The second part is a classification block consisting of cascaded finite-aperture trainable diffraction layers, which can achieve mode-features compression. That is, it controls the wide OAM spectrum distribution (which has contained the mode-features of the image) through different diffractive loss of various OAM modes and eventually results in the output of specific one or a few OAM states, achieving mode-feature OAM encoding. The mode dispersion pulse and phase distribution of diffraction layers are commonly trained through multi-task learning at the target of the required output OAM modes.

The scientists summarize the operational principle of their CNN, saying "The input raw data in the space domain of images should be transformed into OAM domain to represent many OAM mode combs. But most non-zero amplitude coefficients terms in these OAM mode combs concentrate on the low-order OAM mode components which indicate sparse OAM information feature with underlying commonalities. This is the main difficulty in extracting OAM feature information.

"Inspired by CNNs that enhance the prediction accuracy through inserting a convolution-based feature extraction block before classifying, we construct a CNN in OAM domain to overcome the issue of precisely extraction of the OAM features. Therefore, the parametric complexity of high-dimensional data (images for example) can be greatly reduced by CNN after abstracting the OAM features of input data in their raw form."

They tested their intelligent mode-feature OAM encoding with a classification task of distinguishing 10 kinds of handwritten digits (in the MNIST database) as 10 individual OAM modes.
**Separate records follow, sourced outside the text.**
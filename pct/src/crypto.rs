//! # Hashing Utilities
//!
//! The digest toolbox for the PCT stack. Two hash functions, two jobs:
//!
//! - **BLAKE3** — used for everything PCT-native: signature hashes, effects
//!   digests, script hashes, sealed shielded outputs. Always through
//!   `derive_key` with an explicit domain context, so a digest computed for
//!   one purpose can never collide with one computed for another.
//!
//! - **SHA-256** — used only for the double-SHA-256 transaction id over the
//!   final extracted bytes, for compatibility with the wider ecosystem's
//!   txid convention.

use sha2::{Digest, Sha256};

use crate::config::{PUBKEY_HASH_LENGTH, SHIELDED_RECEIVER_LENGTH};

/// Compute a domain-separated BLAKE3 digest.
///
/// The `context` string must be unique per purpose and, once shipped, must
/// never change: it is part of the consensus definition of every digest
/// derived from it.
pub fn tagged_digest(context: &str, data: &[u8]) -> [u8; 32] {
    blake3::derive_key(context, data)
}

/// Compute a domain-separated digest of arbitrary output length.
///
/// Used where a non-32-byte value is needed (e.g. the 43-byte self-change
/// receiver). Output is read from BLAKE3's extendable output mode.
pub fn tagged_digest_xof(context: &str, data: &[u8], out: &mut [u8]) {
    let mut hasher = blake3::Hasher::new_derive_key(context);
    hasher.update(data);
    hasher.finalize_xof().fill(out);
}

/// Hash a public key down to the 20-byte form embedded in transparent
/// addresses and pay-to-pubkey-hash scripts.
pub fn pubkey_hash(pubkey: &[u8]) -> [u8; PUBKEY_HASH_LENGTH] {
    let full = tagged_digest("pct transparent pubkey hash v1", pubkey);
    let mut out = [0u8; PUBKEY_HASH_LENGTH];
    out.copy_from_slice(&full[..PUBKEY_HASH_LENGTH]);
    out
}

/// Derive the implicit self-change receiver for a transparent input key.
///
/// When a proposal has surplus value and no explicit change address, the
/// builder sends the surplus to this receiver. The derivation is public and
/// deterministic so any verifier holding the PCT can recompute it from the
/// inputs alone and recognize the change action as legitimate.
pub fn self_change_receiver(pubkey: &[u8]) -> [u8; SHIELDED_RECEIVER_LENGTH] {
    let mut out = [0u8; SHIELDED_RECEIVER_LENGTH];
    tagged_digest_xof("pct self-change receiver v1", pubkey, &mut out);
    out
}

/// Compute SHA-256(SHA-256(data)) — the conventional transaction id digest.
pub fn double_sha256(data: &[u8]) -> [u8; 32] {
    let first = Sha256::digest(data);
    let second = Sha256::digest(first);
    let mut out = [0u8; 32];
    out.copy_from_slice(&second);
    out
}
The classification accuracy reached 96%. This OAM encoding technique has also been introduced in wireless optical communication system. The team encoded three types of images of T-shirts, trousers, and ankle boots (in the Fashion-MNIST database) into the three strongest weight OAM modes with an accuracy of 93.3% for information transmission.

They found that this encoding method has extremely high anti-eavesdropping ability, because the inherent lateral offset of the eavesdropper (relative to the communication receiver) can directly lead to inaccurate measurement of OAM mode (eavesdropping failure). Further combining the mode-feature OAM encoding with an OAM multiplexing hologram as decoding system, they demonstrated an end-to-end switchable image display, which is a wireless communication with all optical information encoding, transmission and display.
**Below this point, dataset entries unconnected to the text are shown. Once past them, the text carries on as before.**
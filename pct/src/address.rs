//! # Address Codec
//!
//! Classifies and decodes the address strings that appear in payment
//! requests. Two pools, two encodings:
//!
//! - **Transparent** addresses are Bech32 over a 20-byte public-key hash.
//!   They expand to a fixed 25-byte pay-to-pubkey-hash script and back;
//!   the expansion is exact in both directions.
//! - **Shielded** addresses are Bech32m over a 43-byte raw receiver. The
//!   receiver bytes are opaque to this layer.
//!
//! The human-readable prefix carries both the pool and the network, so a
//! mainnet address can never decode on testnet and a shielded address can
//! never be mistaken for a transparent one.

use bech32::{Bech32, Bech32m, Hrp};
use thiserror::Error;

use crate::config::{Network, PUBKEY_HASH_LENGTH, P2KH_SCRIPT_LENGTH, SHIELDED_RECEIVER_LENGTH};
use crate::crypto;

// ---------------------------------------------------------------------------
// Errors
// ---------------------------------------------------------------------------

/// Errors that can occur while decoding an address string.
#[derive(Debug, Error)]
pub enum AddressError {
    /// The Bech32 string could not be decoded at all.
    #[error("bech32 decode error: {0}")]
    Bech32Decode(String),

    /// The prefix belongs to neither pool on the requested network.
    #[error("unknown address prefix '{got}' for {network}")]
    UnknownHrp { got: String, network: Network },

    /// The decoded payload has the wrong length for its pool.
    #[error("invalid address payload length: expected {expected} bytes, got {got}")]
    InvalidDataLength { expected: usize, got: usize },
}

// ---------------------------------------------------------------------------
// Address
// ---------------------------------------------------------------------------

/// A decoded recipient address. The variant decides whether a payment
/// becomes a transparent output or a shielded action.
#[derive(Debug, Clone, PartialEq, Eq)]
pub enum Address {
    Transparent(TransparentAddress),
    Shielded(ShieldedAddress),
}

impl Address {
    /// Decode an address string for the given network.
    ///
    /// The pool is inferred from the prefix. Addresses for the other
    /// network fail with [`AddressError::UnknownHrp`].
    pub fn decode(addr: &str, network: Network) -> Result<Self, AddressError> {
        let (hrp, data) =
            bech32::decode(addr).map_err(|e| AddressError::Bech32Decode(e.to_string()))?;

        let transparent_hrp =
            Hrp::parse(network.transparent_hrp()).expect("static HRP is valid");
        let shielded_hrp = Hrp::parse(network.shielded_hrp()).expect("static HRP is valid");

        if hrp == transparent_hrp {
            if data.len() != PUBKEY_HASH_LENGTH {
                return Err(AddressError::InvalidDataLength {
                    expected: PUBKEY_HASH_LENGTH,
                    got: data.len(),
                });
            }
            let mut pubkey_hash = [0u8; PUBKEY_HASH_LENGTH];
            pubkey_hash.copy_from_slice(&data);
            Ok(Address::Transparent(TransparentAddress {
                pubkey_hash,
                network,
            }))
        } else if hrp == shielded_hrp {
            if data.len() != SHIELDED_RECEIVER_LENGTH {
                return Err(AddressError::InvalidDataLength {
                    expected: SHIELDED_RECEIVER_LENGTH,
                    got: data.len(),
                });
            }
            let mut receiver = [0u8; SHIELDED_RECEIVER_LENGTH];
            receiver.copy_from_slice(&data);
            Ok(Address::Shielded(ShieldedAddress { receiver, network }))
        } else {
            Err(AddressError::UnknownHrp {
                got: hrp.to_string(),
                network,
            })
        }
    }
}

// ---------------------------------------------------------------------------
// TransparentAddress
// ---------------------------------------------------------------------------

/// A transparent (public) address: a 20-byte hash of the holder's key.
#[derive(Debug, Clone, Copy, PartialEq, Eq)]
pub struct TransparentAddress {
    pubkey_hash: [u8; PUBKEY_HASH_LENGTH],
    network: Network,
}

impl TransparentAddress {
    /// Derive the address that a compressed public key pays to.
    pub fn from_pubkey(pubkey: &[u8], network: Network) -> Self {
        Self {
            pubkey_hash: crypto::pubkey_hash(pubkey),
            network,
        }
    }

    /// Recover an address from a pay-to-pubkey-hash script, if the script
    /// matches the canonical 25-byte template exactly.
    pub fn from_script(script: &[u8], network: Network) -> Option<Self> {
        if script.len() != P2KH_SCRIPT_LENGTH {
            return None;
        }
        if script[..3] != [0x76, 0xa9, 0x14] || script[23..] != [0x88, 0xac] {
            return None;
        }
        let mut pubkey_hash = [0u8; PUBKEY_HASH_LENGTH];
        pubkey_hash.copy_from_slice(&script[3..23]);
        Some(Self {
            pubkey_hash,
            network,
        })
    }

    /// The canonical pay-to-pubkey-hash script for this address.
    ///
    /// Layout: `DUP HASH160 <20-byte hash> EQUALVERIFY CHECKSIG`, always
    /// exactly 25 bytes.
    pub fn script_pubkey(&self) -> Vec<u8> {
        let mut script = Vec::with_capacity(P2KH_SCRIPT_LENGTH);
        script.extend_from_slice(&[0x76, 0xa9, 0x14]);
        script.extend_from_slice(&self.pubkey_hash);
        script.extend_from_slice(&[0x88, 0xac]);
        script
    }

    /// Encode as a Bech32 address string.
    pub fn encode(&self) -> String {
        let hrp = Hrp::parse(self.network.transparent_hrp()).expect("static HRP is valid");
        bech32::encode::<Bech32>(hrp, &self.pubkey_hash)
            .expect("encoding a 20-byte payload should never fail")
    }

    /// The raw 20-byte public-key hash.
    pub fn pubkey_hash(&self) -> &[u8; PUBKEY_HASH_LENGTH] {
        &self.pubkey_hash
    }
}

// ---------------------------------------------------------------------------
// ShieldedAddress
// ---------------------------------------------------------------------------

/// A shielded address: a 43-byte raw receiver, opaque to this layer.
#[derive(Debug, Clone, Copy, PartialEq, Eq)]
pub struct ShieldedAddress {
    receiver: [u8; SHIELDED_RECEIVER_LENGTH],
    network: Network,
}

impl ShieldedAddress {
    /// Wrap a raw receiver.
    pub fn from_receiver(receiver: [u8; SHIELDED_RECEIVER_LENGTH], network: Network) -> Self {
        Self { receiver, network }
    }

    /// Encode as a Bech32m address string.
    pub fn encode(&self) -> String {
        let hrp = Hrp::parse(self.network.shielded_hrp()).expect("static HRP is valid");
        bech32::encode::<Bech32m>(hrp, &self.receiver)
            .expect("encoding a 43-byte payload should never fail")
    }

    /// The raw receiver bytes.
    pub fn receiver(&self) -> &[u8; SHIELDED_RECEIVER_LENGTH] {
        &self.receiver
    }
}

// ---------------------------------------------------------------------------
// Tests
// ---------------------------------------------------------------------------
Moreover, they verified the function of all-optical dimension reduction of images for abnormal detection. In this function, "BUS" images and "SUV" images were used to train the CNN to achieve a specific output of a superposed OAM mode states distribution, separately. Interestingly, when abnormal images (other graphs not belonging to these two categories) are input to the network, they occupy different OAM mode distributions with the two distributions of "BUS" and "SUV," so that they can be found with an abnormal label.

Discussing the physical meaning and future development of this technique, the scientists observe, "We propose a universal mechanism for converting data features into OAM states through all optical machine learning, which can achieve free transformation of any information in the OAM dimension. It opens a new door for intelligent OAM encoding of specific databases and images at the speed of light and breaking the bottleneck of optical dimensionality reduction in the OAM domain, which is expected to play a huge role in the future areas of high-capacity and high-security optical neural network for various machine vision tasks."